Chicken And Broccoli Alfredo Casserole
- 2 1/2 cups uncooked pasta (any kind)
- 2 tablespoons olive oil
- 1 1/2 lbs boneless skinless chicken breasts
- 2 cups broccoli (fresh or frozen)
- 1 (16 ounce) jar alfredo sauce
- 2 cups shredded Italian cheese blend
- 1 teaspoon garlic powder (or to taste)
- 1/2 teaspoon dried basil (or to taste)
- 1/2 teaspoon salt, & pepper to taste
- 1/2 cup plain breadcrumbs
- 2 tablespoons butter, melted
- Cook pasta per package. Drain & place into large mixing bowl.

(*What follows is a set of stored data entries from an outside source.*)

// One-way ANOVA evaluator
//
// Validates groups and threshold, runs the first-principles partition and
// the library F-test, computes effect sizes and applies the decision rule:
// reject equal means iff probability_level > p_value.

use crate::anova::config::AnovaConfig;
use crate::anova::effect_size::EffectSize;
use crate::anova::error::{AnovaError, DegenerateInput, Result};
use crate::anova::library::{cross_check, library_oneway};
use crate::anova::partition::partition_variance;
use crate::anova::report::AnovaReport;
use crate::anova::sums::accumulate;

/// Evaluates one-way ANOVA under a fixed configuration
#[derive(Debug, Clone, Default)]
pub struct AnovaEvaluator {
    config: AnovaConfig,
}

impl AnovaEvaluator {
    /// Create an evaluator, rejecting an invalid configuration
    pub fn new(config: AnovaConfig) -> Result<Self> {
        config.validate().map_err(AnovaError::InvalidConfig)?;
        Ok(Self { config })
    }

    pub fn config(&self) -> &AnovaConfig {
        &self.config
    }

    /// Analyze at the configured significance level
    pub fn analyze(&self, groups: &[&[f64]]) -> Result<AnovaReport> {
        self.analyze_at(groups, self.config.significance_level)
    }

    /// Analyze at an explicit significance level
    ///
    /// # Example
    /// ```
    /// use anova_eval::anova::AnovaEvaluator;
    ///
    /// let evaluator = AnovaEvaluator::default();
    /// let report = evaluator
    ///     .analyze_at(
    ///         &[&[10.0, 11.0, 12.0, 13.0], &[20.0, 21.0, 22.0, 23.0], &[30.0, 31.0, 32.0, 33.0]],
    ///         0.05,
    ///     )
    ///     .unwrap();
    /// assert!(report.reject_null);
    /// ```
    pub fn analyze_at(&self, groups: &[&[f64]], probability_level: f64) -> Result<AnovaReport> {
        validate_threshold(probability_level)?;
        validate_groups(groups, self.config.require_balanced)?;

        let sums = accumulate(groups);
        let partition = partition_variance(&sums, self.config.consistency_decimals)?;

        let library = if self.config.library_cross_check {
            let library = library_oneway(groups)?;
            Some(cross_check(
                library,
                &partition,
                probability_level,
                self.config.cross_check_tolerance,
            )?)
        } else {
            None
        };

        let effect_size = EffectSize::from_partition(&partition);
        let reject_null = reject_null(probability_level, partition.p_value);

        let report = AnovaReport {
            groups: sums,
            partition,
            effect_size,
            library,
            probability_level,
            reject_null,
        };

        if self.config.emit_diagnostics {
            let d = report.diagnostics();
            tracing::info!(
                f_statistic = d.f_statistic,
                p_value = d.p_value,
                ss_total = d.ss_total,
                eta_squared = d.eta_squared,
                omega_squared = d.omega_squared,
                reject_null,
                "one-way ANOVA"
            );
        }

        Ok(report)
    }
}

/// Decision rule: reject equal means iff `probability_level > p_value`
///
/// Equality does not reject.
pub fn reject_null(probability_level: f64, p_value: f64) -> bool {
    probability_level > p_value
}

/// Reject thresholds outside the open interval (0, 1), including NaN
pub fn validate_threshold(probability_level: f64) -> Result<()> {
    if probability_level > 0.0 && probability_level < 1.0 {
        Ok(())
    } else {
        Err(AnovaError::InvalidThreshold(probability_level))
    }
}

/// Check group count, emptiness, finiteness and (optionally) equal sizes
pub fn validate_groups(groups: &[&[f64]], require_balanced: bool) -> Result<()> {
    if groups.len() < 2 {
        return Err(AnovaError::TooFewGroups(groups.len()));
    }

    for (group, samples) in groups.iter().enumerate() {
        if samples.is_empty() {
            return Err(DegenerateInput::EmptyGroup { index: group }.into());
        }
        if let Some(index) = samples.iter().position(|x| !x.is_finite()) {
            return Err(AnovaError::NonFiniteValue { group, index });
        }
    }

    if require_balanced {
        let expected = groups[0].len();
        if let Some((index, g)) = groups
            .iter()
            .enumerate()
            .find(|(_, g)| g.len() != expected)
        {
            return Err(AnovaError::UnequalGroupSizes {
                index,
                expected,
                actual: g.len(),
            });
        }
    }

    Ok(())
}

/// Three-group one-way ANOVA decision
///
/// Returns `true` when the null hypothesis of equal means is rejected at
/// `probability_level`. Groups must be non-empty and of equal length.
///
/// # Example
/// ```
/// use anova_eval::anova::evaluate;
///
/// let placebo = [1.0, 2.0, 3.0, 4.0];
/// let low_dose = [2.0, 3.0, 4.0, 5.0];
/// let moderate_dose = [3.0, 4.0, 5.0, 6.0];
///
/// // p ≈ 0.146: not significant at 5%
/// assert!(!evaluate(&placebo, &low_dose, &moderate_dose, 0.05).unwrap());
/// ```
pub fn evaluate(
    group1: &[f64],
    group2: &[f64],
    group3: &[f64],
    probability_level: f64,
) -> Result<bool> {
    evaluate_with_report(group1, group2, group3, probability_level).map(|r| r.reject_null)
}

/// Three-group one-way ANOVA with the full report
pub fn evaluate_with_report(
    group1: &[f64],
    group2: &[f64],
    group3: &[f64],
    probability_level: f64,
) -> Result<AnovaReport> {
    AnovaEvaluator::default().analyze_at(&[group1, group2, group3], probability_level)
}
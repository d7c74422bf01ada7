use crate::store::{cart::CartStore, catalog::CatalogStore};

use super::*;

/// Expect items whose course left the catalog to be dropped
#[test]
fn drops_items_missing_from_catalog() {
    let mut cart = CartStore::new();
    cart.add(&course(1, 5, 10.0)).unwrap();
    cart.add(&course(2, 5, 10.0)).unwrap();
    let catalog = CatalogStore::with_courses(vec![course(2, 5, 10.0)]);

    let dropped = cart.retain_known(&catalog);

    assert_eq!(dropped, 1);
    assert_eq!(cart.len(), 1);
    assert_eq!(cart.items()[0].id, CourseId(2));
}

/// Expect counts above the refreshed stock to be clamped
#[test]
fn clamps_counts_to_stock() {
    let mut cart = CartStore::new();
    let chess = course(1, 5, 10.0);
    cart.set_count(&chess, 4).unwrap();
    let catalog = CatalogStore::with_courses(vec![course(1, 2, 10.0)]);

    let dropped = cart.retain_known(&catalog);

    assert_eq!(dropped, 0);
    assert_eq!(cart.count_of(CourseId(1)), 2);
}

/// Expect items for courses that sold out to be dropped
#[test]
fn drops_sold_out_courses() {
    let mut cart = CartStore::new();
    cart.add(&course(1, 5, 10.0)).unwrap();
    let catalog = CatalogStore::with_courses(vec![course(1, 0, 10.0)]);

    let dropped = cart.retain_known(&catalog);

    assert_eq!(dropped, 1);
    assert!(cart.is_empty());
}
use dioxus::prelude::*;
use dioxus_free_icons::icons::fa_solid_icons::FaPlus;
use dioxus_free_icons::Icon;
use dioxus_logger::tracing;

use crate::{
    model::course::{format_price, Course},
    store::Storefront,
};

#[component]
pub fn CourseCard(course: Course) -> Element {
    let mut storefront = use_context::<Store<Storefront>>();

    let id = course.id;
    let available = storefront.read().available(id);
    let name = course.display_name().to_string();
    let price = format_price(course.price);

    rsx!(
        div {
            class: "card bg-base-100 shadow-sm w-full",
            figure {
                img {
                    class: "h-40 w-full object-cover",
                    src: "{course.image_url}",
                    alt: "{name}",
                }
            }
            div {
                class: "card-body",
                h2 { class: "card-title", "{name}" }
                p { class: "text-sm opacity-70", "{course.location}" }
                if !course.description.is_empty() {
                    p { "{course.description}" }
                }
                div { class: "flex justify-between items-center",
                    p { class: "font-semibold", "{price}" }
                    if available == 0 {
                        span { class: "badge badge-error", "Sold out" }
                    } else {
                        span { class: "badge badge-outline", "{available} left" }
                    }
                }
                div { class: "card-actions justify-end",
                    button {
                        class: "btn btn-primary flex gap-2",
                        disabled: available == 0,
                        onclick: move |_| {
                            if let Err(err) = storefront.write().add_to_cart(id) {
                                tracing::warn!("{}", err);
                            }
                        },
                        Icon {
                            width: 16,
                            height: 16,
                            icon: FaPlus
                        }
                        "Add to cart"
                    }
                }
            }
        }
    )
}
use std::str::FromStr;

use crate::error::ConfigError;

pub const DEFAULT_LESSONS_PATH: &str = "/api/lessons";
pub const DEFAULT_IMAGE_HOST: &str = "https://stackverse-server.onrender.com";
pub const DEFAULT_STORE_NAME: &str = "Stackverse";
pub const DEFAULT_TAGLINE: &str = "Lessons";

/// Where the catalog is loaded from at startup
#[derive(Debug, Clone, Copy, PartialEq, Eq, Default)]
pub enum DataSource {
    /// The dataset embedded in the binary
    Bundled,
    /// A single GET against the lessons endpoint
    #[default]
    Remote,
}

impl FromStr for DataSource {
    type Err = String;

    fn from_str(s: &str) -> Result<Self, Self::Err> {
        match s.trim().to_ascii_lowercase().as_str() {
            "bundled" | "static" => Ok(Self::Bundled),
            "remote" => Ok(Self::Remote),
            other => Err(format!("expected `bundled` or `remote`, got `{}`", other)),
        }
    }
}

#[derive(Debug, Clone, PartialEq, Eq)]
pub struct Config {
    pub data_source: DataSource,
    pub api_base_url: String,
    pub lessons_path: String,
    pub image_host: String,
    /// Shown in the navbar and page titles
    pub store_name: String,
    pub tagline: String,
}

impl Default for Config {
    fn default() -> Self {
        Self {
            data_source: DataSource::default(),
            api_base_url: String::new(),
            lessons_path: DEFAULT_LESSONS_PATH.to_string(),
            image_host: DEFAULT_IMAGE_HOST.to_string(),
            store_name: DEFAULT_STORE_NAME.to_string(),
            tagline: DEFAULT_TAGLINE.to_string(),
        }
    }
}

impl Config {
    /// Reads configuration captured at build time.
    ///
    /// The browser has no process environment, so values are baked in with `option_env!`.
    pub fn from_env() -> Result<Self, ConfigError> {
        Self::from_lookup(|var| {
            let value = match var {
                "STOREFRONT_DATA_SOURCE" => option_env!("STOREFRONT_DATA_SOURCE"),
                "STOREFRONT_API_URL" => option_env!("STOREFRONT_API_URL"),
                "STOREFRONT_LESSONS_PATH" => option_env!("STOREFRONT_LESSONS_PATH"),
                "STOREFRONT_IMAGE_HOST" => option_env!("STOREFRONT_IMAGE_HOST"),
                "STOREFRONT_NAME" => option_env!("STOREFRONT_NAME"),
                "STOREFRONT_TAGLINE" => option_env!("STOREFRONT_TAGLINE"),
                _ => None,
            };
            value.map(str::to_string)
        })
    }

    /// Builds configuration from an arbitrary variable lookup, unset variables use defaults
    pub fn from_lookup<F>(lookup: F) -> Result<Self, ConfigError>
    where
        F: Fn(&str) -> Option<String>,
    {
        let defaults = Self::default();

        let data_source = match lookup("STOREFRONT_DATA_SOURCE") {
            Some(value) => {
                value
                    .parse::<DataSource>()
                    .map_err(|reason| ConfigError::InvalidEnvValue {
                        var: "STOREFRONT_DATA_SOURCE".to_string(),
                        reason,
                    })?
            }
            None => defaults.data_source,
        };

        let api_base_url = lookup("STOREFRONT_API_URL")
            .map(|url| url.trim_end_matches('/').to_string())
            .unwrap_or(defaults.api_base_url);

        let lessons_path = match lookup("STOREFRONT_LESSONS_PATH") {
            Some(path) if !path.starts_with('/') => {
                return Err(ConfigError::InvalidEnvValue {
                    var: "STOREFRONT_LESSONS_PATH".to_string(),
                    reason: format!("path must start with `/`, got `{}`", path),
                })
            }
            Some(path) => path,
            None => defaults.lessons_path,
        };

        let image_host = lookup("STOREFRONT_IMAGE_HOST")
            .map(|host| host.trim_end_matches('/').to_string())
            .unwrap_or(defaults.image_host);

        let store_name = lookup("STOREFRONT_NAME")
            .filter(|name| !name.trim().is_empty())
            .unwrap_or(defaults.store_name);
        let tagline = lookup("STOREFRONT_TAGLINE").unwrap_or(defaults.tagline);

        Ok(Self {
            data_source,
            api_base_url,
            lessons_path,
            image_host,
            store_name,
            tagline,
        })
    }

    /// Browser tab title for a page of the storefront
    pub fn page_title(&self, page: &str) -> String {
        format!("{} | {}", page, self.store_name)
    }

    /// Full URL of the lessons endpoint, relative to the page origin when no base URL is set
    pub fn lessons_url(&self) -> String {
        format!("{}{}", self.api_base_url, self.lessons_path)
    }
}
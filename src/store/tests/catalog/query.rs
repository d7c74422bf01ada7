use crate::store::catalog::{CatalogQuery, CatalogStore, SortKey, SortOrder};

use super::*;

fn catalog() -> CatalogStore {
    let mut art = course(1, 3, 70.0);
    art.name = Some("Art".to_string());
    art.location = "Golders Green".to_string();

    let mut chess = course(2, 8, 60.0);
    chess.name = Some("Chess".to_string());
    chess.location = "Mill Hill".to_string();

    let mut music = course(3, 1, 90.0);
    music.name = Some("Music".to_string());
    music.location = "Hendon".to_string();
    music.description = "Learn the piano".to_string();

    CatalogStore::with_courses(vec![music, art, chess])
}

fn ids(courses: Vec<&Course>) -> Vec<u32> {
    courses.iter().map(|course| course.id.0).collect()
}

/// Expect catalog order with an empty query
#[test]
fn default_query_keeps_catalog_order() {
    let catalog = catalog();

    let result = catalog.query(&CatalogQuery::default());

    assert_eq!(ids(result), vec![3, 1, 2]);
}

/// Expect search to match name, location, and description case-insensitively
#[test]
fn searches_across_fields() {
    let catalog = catalog();

    let by_name = catalog.query(&CatalogQuery {
        search: "chess".to_string(),
        ..Default::default()
    });
    let by_location = catalog.query(&CatalogQuery {
        search: "GOLDERS".to_string(),
        ..Default::default()
    });
    let by_description = catalog.query(&CatalogQuery {
        search: " piano ".to_string(),
        ..Default::default()
    });

    assert_eq!(ids(by_name), vec![2]);
    assert_eq!(ids(by_location), vec![1]);
    assert_eq!(ids(by_description), vec![3]);
}

/// Expect sorting by price in both directions
#[test]
fn sorts_by_price() {
    let catalog = catalog();

    let ascending = catalog.query(&CatalogQuery {
        sort_key: SortKey::Price,
        ..Default::default()
    });
    let descending = catalog.query(&CatalogQuery {
        sort_key: SortKey::Price,
        order: SortOrder::Descending,
        ..Default::default()
    });

    assert_eq!(ids(ascending), vec![2, 1, 3]);
    assert_eq!(ids(descending), vec![3, 1, 2]);
}

/// Expect sorting by name and by stock
#[test]
fn sorts_by_name_and_stock() {
    let catalog = catalog();

    let by_name = catalog.query(&CatalogQuery {
        sort_key: SortKey::Name,
        ..Default::default()
    });
    let by_stock = catalog.query(&CatalogQuery {
        sort_key: SortKey::Stock,
        ..Default::default()
    });

    assert_eq!(ids(by_name), vec![1, 2, 3]);
    assert_eq!(ids(by_stock), vec![3, 1, 2]);
}

/// Expect sorting by location
#[test]
fn sorts_by_location() {
    let catalog = catalog();

    let result = catalog.query(&CatalogQuery {
        sort_key: SortKey::Location,
        ..Default::default()
    });

    assert_eq!(ids(result), vec![1, 3, 2]);
}

/// Expect descending name sort to reverse the ascending order
#[test]
fn sorts_by_name_descending() {
    let catalog = catalog();

    let result = catalog.query(&CatalogQuery {
        sort_key: SortKey::Name,
        order: SortOrder::Descending,
        ..Default::default()
    });

    assert_eq!(ids(result), vec![3, 2, 1]);
}

/// Expect search and sort to combine
#[test]
fn filters_then_sorts() {
    let catalog = catalog();

    let result = catalog.query(&CatalogQuery {
        search: "h".to_string(),
        sort_key: SortKey::Price,
        order: SortOrder::Descending,
    });

    // Art in Golders Green is the only course without a match
    assert_eq!(ids(result), vec![3, 2]);
}
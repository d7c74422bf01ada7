use thiserror::Error;

#[derive(Error, Debug, Clone, PartialEq)]
pub enum FetchError {
    #[error("Failed to send request: {0}")]
    Request(String),
    #[error("Request failed with status {status}: {message}")]
    Status { status: u16, message: String },
    #[error("Failed to parse lesson data: {0}")]
    Decode(String),
    #[error("Remote catalog requires the `web` feature")]
    Unsupported,
}

impl From<serde_json::Error> for FetchError {
    fn from(err: serde_json::Error) -> Self {
        Self::Decode(err.to_string())
    }
}
//! Error types for the storefront.
//!
//! Each concern has its own error enum defined with `thiserror`: fetching the catalog,
//! mutating the cart, and reading configuration. None of them are fatal to the application,
//! a failed fetch leaves the catalog as it was and a rejected cart operation leaves the cart
//! untouched.

pub mod cart;
pub mod config;
pub mod fetch;

pub use self::{cart::CartError, config::ConfigError, fetch::FetchError};
pub mod cart_sheet;
pub mod cart_table;
pub mod catalog_controls;
pub mod course_card;
pub mod navbar;
pub mod page;
pub mod title;

pub use cart_sheet::CartSheet;
pub use cart_table::CartTable;
pub use catalog_controls::CatalogControls;
pub use course_card::CourseCard;
pub use navbar::Navbar;
pub use page::Page;
pub use title::StorefrontTitleButton;
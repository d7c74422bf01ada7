use crate::{error::FetchError, model::course::Course, source::CatalogSource};

const BUNDLED_LESSONS: &str = include_str!("../../assets/data/lessons.json");

/// Courses shipped inside the binary
#[derive(Debug, Clone, Copy, PartialEq, Eq, Default)]
pub struct BundledSource;

impl BundledSource {
    pub fn courses(&self) -> Result<Vec<Course>, FetchError> {
        Ok(serde_json::from_str(BUNDLED_LESSONS)?)
    }
}

impl CatalogSource for BundledSource {
    async fn fetch(&self) -> Result<Vec<Course>, FetchError> {
        self.courses()
    }
}
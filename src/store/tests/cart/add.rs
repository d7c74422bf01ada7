use crate::{error::CartError, model::cart::CartItem, store::cart::CartStore};

use super::*;

/// Expect a new entry with count 1 when adding a course not yet in the cart
#[test]
fn appends_new_item_with_count_one() {
    let mut cart = CartStore::new();
    let chess = course(1, 5, 10.0);

    let count = cart.add(&chess).unwrap();

    assert_eq!(count, 1);
    assert_eq!(cart.items(), &[CartItem::new(CourseId(1))]);
}

/// Expect the count to increase rather than a duplicate entry when adding the same course
#[test]
fn increments_existing_item() {
    let mut cart = CartStore::new();
    let chess = course(1, 5, 10.0);

    cart.add(&chess).unwrap();
    let count = cart.add(&chess).unwrap();

    assert_eq!(count, 2);
    assert_eq!(cart.len(), 1);
    assert_eq!(cart.count_of(CourseId(1)), 2);
}

/// Expect items to keep the order they were first added in
#[test]
fn preserves_insertion_order() {
    let mut cart = CartStore::new();
    let first = course(2, 5, 10.0);
    let second = course(1, 5, 10.0);

    cart.add(&first).unwrap();
    cart.add(&second).unwrap();
    cart.add(&first).unwrap();

    let ids: Vec<CourseId> = cart.items().iter().map(|item| item.id).collect();
    assert_eq!(ids, vec![CourseId(2), CourseId(1)]);
}

/// Expect Error when the new count would exceed the course stock
#[test]
fn fails_when_stock_exhausted() {
    let mut cart = CartStore::new();
    let chess = course(1, 1, 10.0);

    cart.add(&chess).unwrap();
    let result = cart.add(&chess);

    assert_eq!(
        result,
        Err(CartError::OutOfStock {
            id: CourseId(1),
            stock: 1
        })
    );
    assert_eq!(cart.count_of(CourseId(1)), 1);
}

/// Expect Error and no entry when the course has no stock at all
#[test]
fn fails_for_sold_out_course() {
    let mut cart = CartStore::new();
    let sold_out = course(1, 0, 10.0);

    let result = cart.add(&sold_out);

    assert!(result.is_err());
    assert!(cart.is_empty());
}

/// Expect Error rather than an overflow when the count is already at the largest stock
#[test]
fn fails_at_maximum_count() {
    let mut cart = CartStore::new();
    let unlimited = course(1, u32::MAX, 1.0);
    cart.set_count(&unlimited, u32::MAX).unwrap();

    let result = cart.add(&unlimited);

    assert_eq!(
        result,
        Err(CartError::OutOfStock {
            id: CourseId(1),
            stock: u32::MAX
        })
    );
    assert_eq!(cart.count_of(CourseId(1)), u32::MAX);
}
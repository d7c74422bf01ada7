use thiserror::Error;

#[derive(Error, Debug, Clone, PartialEq, Eq)]
pub enum ConfigError {
    #[error("Invalid value for environment variable {var}: {reason}")]
    InvalidEnvValue { var: String, reason: String },
}
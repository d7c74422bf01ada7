use dioxus::prelude::*;
use dioxus_free_icons::icons::fa_solid_icons::{FaMinus, FaPlus, FaTrash};
use dioxus_free_icons::Icon;
use dioxus_logger::tracing;

use crate::{
    model::{cart::CartItem, course::format_price},
    store::Storefront,
};

#[component]
pub fn CartTable() -> Element {
    let storefront = use_context::<Store<Storefront>>();
    let items: Vec<CartItem> = storefront.read().cart.items().to_vec();
    let total = format_price(storefront.read().cart_total());

    rsx!(
        div {
            class: "overflow-x-auto",
            table {
                class: "table table-md",
                thead {
                    tr {
                        th { "Lesson" }
                        th { "Price" }
                        th { "Places" }
                        th { "Subtotal" }
                        th {}
                    }
                }
                tbody {
                    {items.into_iter().map(|item| rsx! {
                        CartRow { key: "{item.id}", item }
                    })}
                }
                tfoot {
                    tr {
                        th { colspan: 3, "Total" }
                        th { "{total}" }
                        th {}
                    }
                }
            }
        }
    )
}

#[component]
fn CartRow(item: CartItem) -> Element {
    let mut storefront = use_context::<Store<Storefront>>();

    let id = item.id;
    let (name, price, subtotal, available) = {
        let state = storefront.read();
        let course = state.catalog.get(id);
        (
            course.map(|c| c.display_name().to_string()).unwrap_or_default(),
            course.map(|c| format_price(c.price)).unwrap_or_default(),
            course
                .map(|c| format_price(c.price * item.count as f64))
                .unwrap_or_default(),
            state.available(id),
        )
    };

    rsx!(
        tr {
            td { "{name}" }
            td { "{price}" }
            td {
                div { class: "flex gap-2 items-center",
                    button {
                        class: "btn btn-xs btn-outline",
                        onclick: move |_| {
                            if let Err(err) = storefront.write().remove_from_cart(id) {
                                tracing::warn!("{}", err);
                            }
                        },
                        Icon { width: 12, height: 12, icon: FaMinus }
                    }
                    span { "{item.count}" }
                    button {
                        class: "btn btn-xs btn-outline",
                        disabled: available == 0,
                        onclick: move |_| {
                            if let Err(err) = storefront.write().add_to_cart(id) {
                                tracing::warn!("{}", err);
                            }
                        },
                        Icon { width: 12, height: 12, icon: FaPlus }
                    }
                }
            }
            td { "{subtotal}" }
            td {
                button {
                    class: "btn btn-xs btn-ghost",
                    onclick: move |_| {
                        storefront.write().cart.remove(id);
                    },
                    Icon { width: 12, height: 12, icon: FaTrash }
                }
            }
        }
    )
}
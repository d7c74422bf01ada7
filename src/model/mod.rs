pub mod api;
pub mod cart;
pub mod course;
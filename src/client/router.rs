use dioxus::prelude::*;

use crate::client::{
    components::Navbar,
    routes::{Home, NotFound, ShoppingCart},
};

#[derive(Debug, Clone, Routable, PartialEq)]
#[rustfmt::skip]
pub enum Route {
    #[layout(Navbar)]

    #[route("/")]
    Home {},

    #[route("/cart")]
    ShoppingCart {},

    #[route("/:..segments")]
    NotFound { segments: Vec<String> },
}
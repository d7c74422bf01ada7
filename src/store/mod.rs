//! Application state.
//!
//! [`CatalogStore`] and [`CartStore`] are plain structs mutated through methods, each with a
//! [`Subscribers`] registry so non-UI code can observe changes. [`Storefront`] owns both and is
//! the value views share through context.

pub mod cart;
pub mod catalog;
pub mod observer;
pub mod storefront;


pub use self::{
    cart::{CartEvent, CartStore},
    catalog::{CatalogEvent, CatalogQuery, CatalogStore, SortKey, SortOrder},
    observer::{Observer, SubscriptionId, Subscribers},
    storefront::Storefront,
};
use dioxus_logger::tracing;

/// Receives change notifications from a store
pub trait Observer<E> {
    fn notify(&self, event: &E);
}

impl<E, F> Observer<E> for F
where
    F: Fn(&E),
{
    fn notify(&self, event: &E) {
        self(event)
    }
}

/// Handle returned by `subscribe`, used to unsubscribe later
#[derive(Debug, Clone, Copy, PartialEq, Eq, Hash)]
pub struct SubscriptionId(u64);

/// Registry of observers for a single event type.
///
/// Observers are notified in subscription order.
pub struct Subscribers<E> {
    next_id: u64,
    observers: Vec<(SubscriptionId, Box<dyn Observer<E>>)>,
}

impl<E> Default for Subscribers<E> {
    fn default() -> Self {
        Self {
            next_id: 0,
            observers: Vec::new(),
        }
    }
}

impl<E: std::fmt::Debug> Subscribers<E> {
    pub fn subscribe(&mut self, observer: impl Observer<E> + 'static) -> SubscriptionId {
        let id = SubscriptionId(self.next_id);
        self.next_id += 1;
        self.observers.push((id, Box::new(observer)));
        id
    }

    /// Returns false if the subscription was already removed
    pub fn unsubscribe(&mut self, id: SubscriptionId) -> bool {
        let before = self.observers.len();
        self.observers.retain(|(existing, _)| *existing != id);
        self.observers.len() != before
    }

    pub fn emit(&self, event: &E) {
        tracing::debug!(?event, observers = self.observers.len(), "notifying observers");

        for (_, observer) in &self.observers {
            observer.notify(event);
        }
    }
}

impl<E> std::fmt::Debug for Subscribers<E> {
    fn fmt(&self, f: &mut std::fmt::Formatter<'_>) -> std::fmt::Result {
        f.debug_struct("Subscribers")
            .field("observers", &self.observers.len())
            .finish()
    }
}
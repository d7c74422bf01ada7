use thiserror::Error;

#[derive(Error, Debug)]
pub enum TestError {
    #[error(transparent)]
    JsonError(#[from] serde_json::Error),
}
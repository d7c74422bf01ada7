use dioxus::document::Title;
use dioxus::prelude::*;
use dioxus_logger::tracing;

use crate::client::{
    components::{CartTable, Page},
    router::Route,
};
use crate::config::Config;
use crate::store::Storefront;

#[component]
pub fn ShoppingCart() -> Element {
    let config = use_context::<Config>();
    let mut storefront = use_context::<Store<Storefront>>();
    let is_empty = storefront.read().cart.is_empty();

    rsx!(
        Title { {config.page_title("Cart")} }
        Page { class: "flex flex-col items-center",
            div { class: "card shadow-sm w-full max-w-196",
                div { class: "card-body",
                    h2 { class: "card-title", "Shopping Cart" }
                    if is_empty {
                        div { class: "flex flex-col items-center gap-2 p-4",
                            p { "Your cart is empty" }
                            Link { to: Route::Home {}, class: "btn btn-primary",
                                "Browse lessons"
                            }
                        }
                    } else {
                        CartTable {}
                        div { class: "card-actions justify-between",
                            Link { to: Route::Home {}, class: "btn btn-outline",
                                "Continue shopping"
                            }
                            button {
                                class: "btn btn-ghost",
                                onclick: move |_| {
                                    storefront.write().cart.clear();
                                    tracing::info!("Cleared cart");
                                },
                                "Empty cart"
                            }
                        }
                    }
                }
            }
        }
    )
}
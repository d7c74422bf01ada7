pub mod cart;
pub mod home;
pub mod not_found;

pub use cart::ShoppingCart;
pub use home::Home;
pub use not_found::NotFound;
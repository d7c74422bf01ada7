#![allow(non_snake_case)]

pub mod client;
pub mod config;
pub mod error;
pub mod model;
pub mod source;
pub mod store;
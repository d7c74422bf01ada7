pub mod builder;
pub mod error;
pub mod fixtures;

pub use builder::LessonsBuilder;
pub use error::TestError;

pub mod prelude {
    pub use crate::{fixtures::lesson::factory, LessonsBuilder, TestError};
}
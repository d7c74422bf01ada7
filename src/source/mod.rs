//! Catalog data sources.
//!
//! The catalog is loaded once at startup either from the dataset embedded in the binary or
//! from the lessons endpoint. Both implement [`CatalogSource`] and [`Source`] picks between
//! them based on [`Config`].

pub mod bundled;
pub mod remote;


use crate::{config::Config, config::DataSource, error::FetchError, model::course::Course};

pub use self::{bundled::BundledSource, remote::RemoteSource};

/// Produces the full list of courses for the catalog
#[allow(async_fn_in_trait)]
pub trait CatalogSource {
    async fn fetch(&self) -> Result<Vec<Course>, FetchError>;
}

/// The source selected by configuration
#[derive(Debug, Clone, PartialEq)]
pub enum Source {
    Bundled(BundledSource),
    Remote(RemoteSource),
}

impl Source {
    pub fn from_config(config: &Config) -> Self {
        match config.data_source {
            DataSource::Bundled => Self::Bundled(BundledSource),
            DataSource::Remote => Self::Remote(RemoteSource::new(
                config.lessons_url(),
                config.image_host.clone(),
            )),
        }
    }
}

impl CatalogSource for Source {
    async fn fetch(&self) -> Result<Vec<Course>, FetchError> {
        match self {
            Self::Bundled(source) => source.fetch().await,
            Self::Remote(source) => source.fetch().await,
        }
    }
}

- On Medium-High heat, warm up olive oil in skillet. Cut chicken breasts into bite-sized pieces. Cook 8-10 minutes or until chicken is cooked through.
- Cut broccoli into bite sized pieces, place in microwave safe bowl, add 2 tablespoons water, cover with plastic wrap. Microwave 4 minutes, stir & microwave an additional 4 minutes or until it reaches your desired crunchiness.
- Place the chicken, broccoli, alfredo sauce, 1 3/4 cups of cheese & spices into the bowl with the pasta. Mix together.
- Spray a 9" x 13" pan with cooking spray & dump the pasta/chicken mixture inside.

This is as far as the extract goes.